:: TASK STATEMENT ::
Print every entry exactly as written.

-------- THE DATA --------

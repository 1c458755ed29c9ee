//! Render the advisor's line-oriented markup as HTML fragments.
//!
//! | line                    | output                     |
//! |-------------------------|----------------------------|
//! | `- **Title:**`          | `<strong>Title:</strong>`  |
//! | `* - item`              | `<ul><li>item</li>`        |
//! | `1. item`               | `<ol><li>item</li>`        |
//! | anything else           | `<p>line</p>`              |

#[derive(Debug, Clone, Copy, PartialEq, Eq)]
enum ListKind {
    Bulleted,
    Numbered,
}

impl ListKind {
    fn open(self) -> &'static str {
        match self {
            ListKind::Bulleted => "<ul>",
            ListKind::Numbered => "<ol>",
        }
    }

    fn close(self) -> &'static str {
        match self {
            ListKind::Bulleted => "</ul>",
            ListKind::Numbered => "</ol>",
        }
    }
}

fn is_numbered(line: &str) -> bool {
    let digits = line.bytes().take_while(u8::is_ascii_digit).count();
    digits > 0 && line.as_bytes().get(digits) == Some(&b'.')
}

fn enter_list(html: &mut String, open_list: &mut Option<ListKind>, kind: ListKind) {
    if *open_list != Some(kind) {
        if let Some(current) = open_list.take() {
            html.push_str(current.close());
        }
        html.push_str(kind.open());
        *open_list = Some(kind);
    }
}

fn section_title(line: &str) -> &str {
    let body = &line[4..];
    let title = if line.ends_with(":**") {
        body.rfind(":**").map_or(body, |end| &body[..end])
    } else {
        body
    };
    title.trim()
}

pub fn to_html(text: &str) -> String {
    if text.trim().is_empty() {
        return "<p>Error: Invalid response format.</p>".to_string();
    }

    let mut html = String::new();
    let mut open_list: Option<ListKind> = None;

    for line in text.lines().map(str::trim).filter(|l| !l.is_empty()) {
        if line.starts_with("- **") {
            if let Some(current) = open_list.take() {
                html.push_str(current.close());
            }
            html.push_str(&format!("<strong>{}:</strong>", section_title(line)));
        } else if line.starts_with("* - ") {
            enter_list(&mut html, &mut open_list, ListKind::Bulleted);
            html.push_str(&format!("<li>{}</li>", line.replace("* - ", "").trim()));
        } else if is_numbered(line) {
            enter_list(&mut html, &mut open_list, ListKind::Numbered);
            let item = line.split_once(' ').map_or(line, |(_, rest)| rest);
            html.push_str(&format!("<li>{}</li>", item.trim()));
        } else {
            if let Some(current) = open_list.take() {
                html.push_str(current.close());
            }
            html.push_str(&format!("<p>{line}</p>"));
        }
    }

    if let Some(current) = open_list {
        html.push_str(current.close());
    }
    html
}

#[cfg(test)]
mod tests {
    use super::*;

    #[test]
    fn test_empty_input() {
        assert_eq!(to_html(""), "<p>Error: Invalid response format.</p>");
        assert_eq!(to_html("  \n "), "<p>Error: Invalid response format.</p>");
    }

    #[test]
    fn test_paragraphs_and_sections() {
        let html = to_html("Hi Asha!\n\n- **Eligibility Criteria:**\n* - Age: 18-70 years\n* - Income: stable");
        assert_eq!(
            html,
            "<p>Hi Asha!</p><strong>Eligibility Criteria:</strong><ul><li>Age: 18-70 years</li><li>Income: stable</li></ul>"
        );
    }

    #[test]
    fn test_switching_list_kinds_closes_previous() {
        let html = to_html("* - bullet\n1. first\n2. second\n* - again");
        assert_eq!(
            html,
            "<ul><li>bullet</li></ul><ol><li>first</li><li>second</li></ol><ul><li>again</li></ul>"
        );
    }

    #[test]
    fn test_section_closes_open_list() {
        let html = to_html("1. Income proof\n- **Next Steps:**\nVisit a branch.");
        assert_eq!(
            html,
            "<ol><li>Income proof</li></ol><strong>Next Steps:</strong><p>Visit a branch.</p>"
        );
    }

    #[test]
    fn test_numbered_line_without_space_keeps_text() {
        assert_eq!(to_html("12.Done"), "<ol><li>12.Done</li></ol>");
        assert!(!is_numbered("v1.2 release"));
        assert!(!is_numbered(".5 percent"));
    }

    #[test]
    fn test_section_without_trailing_marker() {
        assert_eq!(section_title("- **Loan Details"), "Loan Details");
        assert_eq!(section_title("- **Loan Details:**"), "Loan Details");
    }
}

--------

:: RESPONSE AREA ::
repository 1c458755ed29c9ee
//! Render the advisor's line-oriented markup as HTML fragments.
//!
//! | line                    | output                     |
//! |-------------------------|----------------------------|
//! | `- **Title:**`          | `<strong>Title:</strong>`  |
//! | `* - item`              | `<ul><li>item</li>`        |
//! | `1. item`               | `<ol><li>item</li>`        |
//! | anything else           | `<p>line</p>`              |

#[derive(Debug, Clone, Copy, PartialEq, Eq)]
enum ListKind {
    Bulleted,
    Numbered,
}

impl ListKind {
    fn open(self) -> &'static str {
        match self {
            ListKind::Bulleted => "<ul>",
            ListKind::Numbered => "<ol>",
        }
    }

    fn close(self) -> &'static str {
        match self {
            ListKind::Bulleted => "</ul>",
            ListKind::Numbered => "</ol>",
        }
    }
}

fn is_numbered(line: &str) -> bool {
    let digits = line.bytes().take_while(u8::is_ascii_digit).count();
    digits > 0 && line.as_bytes().get(digits) == Some(&b'.')
}

fn enter_list(html: &mut String, open_list: &mut Option<ListKind>, kind: ListKind) {
    if *open_list != Some(kind) {
        if let Some(current) = open_list.take() {
            html.push_str(current.close());
        }
        html.push_str(kind.open());
        *open_list = Some(kind);
    }
}

fn section_title(line: &str) -> &str {
    let body = &line[4..];
    let title = if line.ends_with(":**") {
        body.rfind(":**").map_or(body, |end| &body[..end])
    } else {
        body
    };
    title.trim()
}

pub fn to_html(text: &str) -> String {
    if text.trim().is_empty() {
        return "<p>Error: Invalid response format.</p>".to_string();
    }

    let mut html = String::new();
    let mut open_list: Option<ListKind> = None;

    for line in text.lines().map(str::trim).filter(|l| !l.is_empty()) {
        if line.starts_with("- **") {
            if let Some(current) = open_list.take() {
                html.push_str(current.close());
            }
            html.push_str(&format!("<strong>{}:</strong>", section_title(line)));
        } else if line.starts_with("* - ") {
            enter_list(&mut html, &mut open_list, ListKind::Bulleted);
            html.push_str(&format!("<li>{}</li>", line.replace("* - ", "").trim()));
        } else if is_numbered(line) {
            enter_list(&mut html, &mut open_list, ListKind::Numbered);
            let item = line.split_once(' ').map_or(line, |(_, rest)| rest);
            html.push_str(&format!("<li>{}</li>", item.trim()));
        } else {
            if let Some(current) = open_list.take() {
                html.push_str(current.close());
            }
            html.push_str(&format!("<p>{line}</p>"));
        }
    }

    if let Some(current) = open_list {
        html.push_str(current.close());
    }
    html
}

#[cfg(test)]
mod tests {
    use super::*;

    #[test]
    fn test_empty_input() {
        assert_eq!(to_html(""), "<p>Error: Invalid response format.</p>");
        assert_eq!(to_html("  \n "), "<p>Error: Invalid response format.</p>");
    }

    #[test]
    fn test_paragraphs_and_sections() {
        let html = to_html("Hi Asha!\n\n- **Eligibility Criteria:**\n* - Age: 18-70 years\n* - Income: stable");
        assert_eq!(
            html,
            "<p>Hi Asha!</p><strong>Eligibility Criteria:</strong><ul><li>Age: 18-70 years</li><li>Income: stable</li></ul>"
        );
    }

    #[test]
    fn test_switching_list_kinds_closes_previous() {
        let html = to_html("* - bullet\n1. first\n2. second\n* - again");
        assert_eq!(
            html,
            "<ul><li>bullet</li></ul><ol><li>first</li><li>second</li></ol><ul><li>again</li></ul>"
        );
    }

    #[test]
    fn test_section_closes_open_list() {
        let html = to_html("1. Income proof\n- **Next Steps:**\nVisit a branch.");
        assert_eq!(
            html,
            "<ol><li>Income proof</li></ol><strong>Next Steps:</strong><p>Visit a branch.</p>"
        );
    }

    #[test]
    fn test_numbered_line_without_space_keeps_text() {
        assert_eq!(to_html("12.Done"), "<ol><li>12.Done</li></ol>");
        assert!(!is_numbered("v1.2 release"));
        assert!(!is_numbered(".5 percent"));
    }

    #[test]
    fn test_section_without_trailing_marker() {
        assert_eq!(section_title("- **Loan Details"), "Loan Details");
        assert_eq!(section_title("- **Loan Details:**"), "Loan Details");
    }
}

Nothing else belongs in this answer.